Annan Thampi is a 2008 Indian Malayalam-language action comedy film directed by Anwar Rasheed, starring Mammootty, Lakshmi Rai and Gopika. Mammootty plays twins Achu and Appu in the film. The film was a Blockbuster success at the box office.

Plot
Annan Thampi is the story of twin brothers, Appu and Achu. Appu is a bully who always finds himself in trouble whereas Achu is a naïve mute kid. Their father Ravunni, a ballet artiste, separates them due to sibling rivalry and Appu is sent to live with relatives in Pollachi.

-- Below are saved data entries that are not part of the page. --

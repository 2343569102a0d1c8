pub mod api;
pub mod cache;
pub mod config;
pub mod detach;
pub mod error;
pub mod ipc;
pub mod job;
pub mod ledger;
pub mod reference;
#[cfg(any(test, feature = "testing"))]
pub mod testing;

pub use api::{Attachment, HttpJobApi, JobApi, StatusResponse, SubmitRequest};
pub use cache::JobCache;
pub use config::Config;
pub use error::{ApiError, LedgerError, ResolveError};
pub use ipc::{DispatchReceipt, DispatchResponse, WatchRequest};
pub use job::{JobId, JobRecord, JobStatus, ResolvedReference};
pub use ledger::{FileLedger, LedgerStore, MemoryLedger};
pub use reference::{JobRef, Resolver};

// Per-user paths; `~/` is expanded against $HOME.
pub const USER_CONFIG_PATH: &str = "~/.config/lunaflow/config.yaml";
pub const DEFAULT_LEDGER_PATH: &str = "~/.lunaflow/all.workflow.database.tsv";
pub const DEFAULT_CACHE_DIR: &str = "~/.lunaflow/cache";
pub const DEFAULT_DAEMON_LOG: &str = "~/.lunaflow/daemon.log";

pub fn host_name() -> String {
    nix::unistd::gethostname()
        .ok()
        .and_then(|h| h.into_string().ok())
        .unwrap_or_else(|| "localhost".to_string())
}

/// `user@host` of the current process, for notification reports.
pub fn origin_label() -> String {
    let user = nix::unistd::User::from_uid(nix::unistd::getuid())
        .ok()
        .flatten()
        .map(|u| u.name)
        .or_else(|| std::env::var("USER").ok())
        .unwrap_or_else(|| "unknown".to_string());
    format!("{}@{}", user, host_name())
}
pub mod cli;
pub mod notifier;
pub mod poller;
pub mod scheduler;
pub mod watch;

pub use notifier::{DeliveryError, MailMessenger, Messenger, Report};
pub use poller::{PollError, StatusPoller};
pub use scheduler::{CancelHandle, TaskOutcome, WatchScheduler};
pub use watch::{WatchError, Watcher};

30 years later, Appu grows up to be a lovable thug who falls for Thenmozhi, while Achu marries Lakshmi. But soon major misunderstandings created by their enemies crop up and the brothers are baying for each other's blood. This is due to misunderstanding created by the villain Govindan, who masquerades as his friend. Eventually, they come to the realisation that others were behind their enmity. They patch up their differences and take on their foes.

Cast

 Mammootty as Appu and Achu (twin brothers)
Body Doubling by Tini Tom
 Sonu as young Appu and Monu as young Achu
 Lakshmi Rai as Thenmozhi, Appu's wife
 Gopika as Lakshmi, Achu's wife
 Janardhanan as Ravunni, Achu and Appu's father
 Siddique as Bharathan
 Harisree Ashokan as Chandran
 Suraj Venjarammoodu as Peethambaran
 Salim Kumar as Sub Inspector Shyamalan
 Rajan P. Dev as Dharmarajan, Thenmozhi's uncle
 Bose Venkat as Circle Inspector Anbuarasan
 Maniyanpilla Raju as Appu's and Achu's uncle at Pollachi
 Urmila Unni as Padmavathy, Achu and Appu's mother
 Shivani Bhai as Ammu, Achu and Appu's sister
 Jayan Cherthala as Madhava Panicker, the astrologer and Bharathan's father
 Mohan Jose as Vijayan, Madhavan's brother-in-law and Bharathan's uncle
 K. P. A. C. Lalitha as Bhadra, Madhavan's sister and Bharathan's aunt
 Anil Murali as Govindan (Bharathan's friend and co-conspirator)
 Joju George as Prakashan
 Kiran Raj as Shiva
 Bijukuttan as Santhosh, dance teacher
 Lakshmi Priya as a drama artist
 Kainakary Thankaraj as Panchayath President
 Pauly Valsan as Peethambaran's aunt
 Kalabhavan Shajohn as Kannappan, the village drunkard

Release
The film was released in 75 screens across Kerala. It was made on a budget of 3.78 crore.

Box office
The film was a commercial success. The film collected ₹2 crore from 4 days at the Kerala box office. In two weeks the film had a record distributors share of ₹3.12 crore from 75 screens and gross collection of ₹9.36 crore. It grossed ₹12.75 crore from five weeks.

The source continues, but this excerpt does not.